Students will compare observational data about the biomass of a marine organism with model-based data for the same creature over a similar time span. Then they will check the validity of the model and how well it matches with actual observations. If the model’s validity is high, it can be used with confidence to predict future biomass levels.
Inform your students that they will examine the validity of a model dataset in VES-V by comparing it to an observational dataset that covers an overlapping timespan. They will remain in the same habitat they just explored (Northeast, Gulf of Maine, sand flats).
Remind them of the goal of predicting future population levels of fish and other creatures that people eat, and that they can have more confidence in the future predictions of a model if that model has been validated by comparing it with observations over some time period e.g. the model they made for the temperature between Hawaiian islands, and how they validated that model by comparing observations from the buoy.
Like the Baseline scenario used in Activity VI, have your students conduct a “virtual dive” to the same region and habitat (Northeast, Gulf of Maine, sand flats), and ask them to load the NEFSCsurveytrawlandMammalBird scenario dataset that they used in the activity VI. Remind them that this data comes from observations.
Ask your students to view the biomass graph for American lobster. Remind them that lobster is a commercially important source of seafood. Have them record the lobster biomass data from two specific years, 1970 and 2002, in the table on “VES-V Observations & Model Data Lesson Worksheet #5: Model Validation: Lobster Biomass”.
NOTE: These specific years were chosen because they are fairly easy to find on the time axis of the graph, and the biomass values don’t fluctuate too much around those years, making it easier for students to estimate values.
Next, ask your students to collect data from the VES-V about lobster biomass for the same years, but now using data created by a model. Tell them to use the “SCN” (scenario) icon in the upper left corner of the VES-V screen, which looks like a folder, to open the MarineProtectedAreas scenario. Tell students to again record lobster biomass data, for the MarineProtectedAreas model-based scenario, for the years 1970 and 2002.
NOTE: Like the Baseline scenario used in Activity VI, the MarineProtectedAreas scenario data is based on a model. It is easier to compare this graph to the graph of observational data in the NEFSCsurveytrawlandMammalBird scenario, since the two datasets have similar time spans.
Data in the MarineProtectedAreas scenario runs from 1964 to 2014, a close match to the span from 1963 to 2015 covered by the NEFSCsurveytrawlandMammalBird data. The Baseline scenario data, also from a model, runs from 1964 all the way out to 2083, which makes it harder to visually compare to the observational data in the NEFSCsurveytrawlandMammalBird scenario.

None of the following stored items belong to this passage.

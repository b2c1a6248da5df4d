//! objproxy wire protocol
//!
//! Shared between the daemon and request producers. A request is a single
//! length-prefixed frame:
//!
//! ```text
//! +-----------------------------+----------+---------------------+
//! | Length (8 bytes, BE, u64)   | Tag (u8) | Payload             |
//! +-----------------------------+----------+---------------------+
//!                               |<------- length bytes -------->|
//! ```
//!
//! - Maximum body length: 1 MiB ([`MAX_FRAME_LEN`])
//! - Tag `42` is [`MessageType::Cat`]; its payload is a NUL-terminated name
//! - Responses are not framed: the daemon streams raw bytes and closes

mod error;
mod frame;
mod lifecycle;
mod message;

pub use error::{FrameSection, ProtocolError, ProtocolResult};
pub use frame::{
    encode, encode_frame, extract_nul_terminated_name, read_frame, Frame, LENGTH_PREFIX_LEN,
    MAX_FRAME_LEN,
};
pub use lifecycle::{remove_socket, socket_path};
pub use message::{CatRequest, MessageType, Request, FAILURE_PREFIX, WRONG_REQUEST_TYPE};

NOTE: Table 6 shows the values for lobster biomass students should have recorded on worksheet #5. Their values might be slightly different, especially for the observational dataset, because of challenges reading the graphs. The scales on the graphs and the labels for years are not ideal, and the observational data fluctuates from year to year.
Lobster Biomass (metric tons)
Table 6: Lobster Biomass Data, Observations and Modeled, 1970 and 2002
Discussion: Lobster model validation with your students. Ask your students about the general trend over time of lobster biomass in the observational data; did it increase, decrease, or stay about the same? They should notice that lobster biomass increased in the observational dataset over this roughly 30-year span.

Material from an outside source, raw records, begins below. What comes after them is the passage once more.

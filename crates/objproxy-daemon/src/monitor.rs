//! Plaintext monitoring listener.
//!
//! Each accepted TCP connection receives one snapshot of the client registry
//! and is closed. Nothing is read from the monitoring client.

use crate::registry::{ClientRecord, ClientRegistry};
use std::fmt::Write as _;
use std::sync::Arc;
use tokio::io::AsyncWriteExt;
use tokio::net::{TcpListener, TcpStream};
use tokio_util::sync::CancellationToken;
use tracing::{debug, error, info};

pub const GREETING: &str = "objproxy stats server\n";
pub const HEADER: &str = "Client id | Optype | External Path\n";

fn render_record(out: &mut String, record: &ClientRecord) -> std::fmt::Result {
    writeln!(
        out,
        "{} | {} | {}",
        record.id, record.op_type, record.external_path
    )
}

/// Render the greeting, header and one line per live client.
pub fn render_snapshot(registry: &ClientRegistry) -> String {
    let mut out = String::with_capacity(GREETING.len() + HEADER.len() + 64 * registry.len());
    out.push_str(GREETING);
    out.push_str(HEADER);
    // Writing into a String cannot fail.
    let _ = registry.for_each(|record| render_record(&mut out, record));
    out
}

/// Accept monitoring connections until `shutdown` is cancelled.
pub async fn serve(
    listener: TcpListener,
    registry: Arc<ClientRegistry>,
    shutdown: CancellationToken,
) {
    loop {
        tokio::select! {
            accepted = listener.accept() => {
                match accepted {
                    Ok((stream, peer)) => {
                        debug!(%peer, "accepted monitoring connection");
                        let registry = registry.clone();
                        tokio::spawn(async move {
                            if let Err(e) = write_snapshot(stream, &registry).await {
                                debug!(%peer, error = %e, "failed to write monitoring snapshot");
                            }
                        });
                    }
                    Err(e) => {
                        error!(error = %e, "monitoring accept error");
                    }
                }
            }
            _ = shutdown.cancelled() => {
                info!("Monitoring listener stopped");
                break;
            }
        }
    }
}

async fn write_snapshot(mut stream: TcpStream, registry: &ClientRegistry) -> std::io::Result<()> {
    let snapshot = render_snapshot(registry);
    stream.write_all(snapshot.as_bytes()).await?;
    stream.shutdown().await
}

#[cfg(test)]
mod tests {
    use super::*;
    use crate::registry::OpType;
    use objproxy_protocol::MessageType;
    use tokio::io::AsyncReadExt;

    #[test]
    fn test_empty_snapshot_has_greeting_and_header() {
        let registry = ClientRegistry::new();
        assert_eq!(render_snapshot(&registry), format!("{}{}", GREETING, HEADER));
    }

    #[test]
    fn test_snapshot_lists_every_client() {
        let registry = ClientRegistry::new();
        let busy = registry.register();
        busy.set_operation(OpType::Request(MessageType::Cat), "backup/chunk1");
        let idle = registry.register();

        let snapshot = render_snapshot(&registry);
        let lines: Vec<&str> = snapshot.lines().collect();

        assert_eq!(lines.len(), 4);
        assert_eq!(lines[1], HEADER.trim_end());
        assert!(lines.contains(&format!("{} | CAT | backup/chunk1", busy.id()).as_str()));
        assert!(lines.contains(&format!("{} | IDLE | ", idle.id()).as_str()));
    }

    #[tokio::test]
    async fn test_serve_writes_snapshot_and_closes() {
        let registry = Arc::new(ClientRegistry::new());
        for name in ["a", "b", "c"] {
            registry
                .register()
                .set_operation(OpType::Request(MessageType::Cat), name);
        }

        let listener = TcpListener::bind("127.0.0.1:0").await.unwrap();
        let addr = listener.local_addr().unwrap();
        let shutdown = CancellationToken::new();
        let task = tokio::spawn(serve(listener, registry.clone(), shutdown.clone()));

        let mut conn = TcpStream::connect(addr).await.unwrap();
        let mut response = String::new();
        conn.read_to_string(&mut response).await.unwrap();

        assert!(response.starts_with(GREETING));
        assert_eq!(response.lines().count(), 2 + 3);

        shutdown.cancel();
        task.await.unwrap();
    }
}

Ask your students about the trend in the model-based dataset. They should notice that lobster biomass also increased in the model-based dataset over the same timespan.
Next, ask them about the scale of the increase in each case. Did lobster biomass double, increase by 10 times, increase by 100 times, or something else? Students should notice that lobster biomass tripled in the observational dataset. In the model-based scenario, lobster biomass doubled.
NOTE: Although the observations and model don’t match exactly, they aren’t dramatically different, either. If there was an increase in biomass in one dataset but a decrease in the other, our confidence in the validity of the model would be low. If biomass increased in both scenarios, but by a factor of 10 in one scenario but only doubling in the other, our confidence in the validity of the model would still not be very high. So, overall, this model compares pretty well with observational data. The model has pretty-good validity, and could be used to predict future lobster biomass with fair confidence.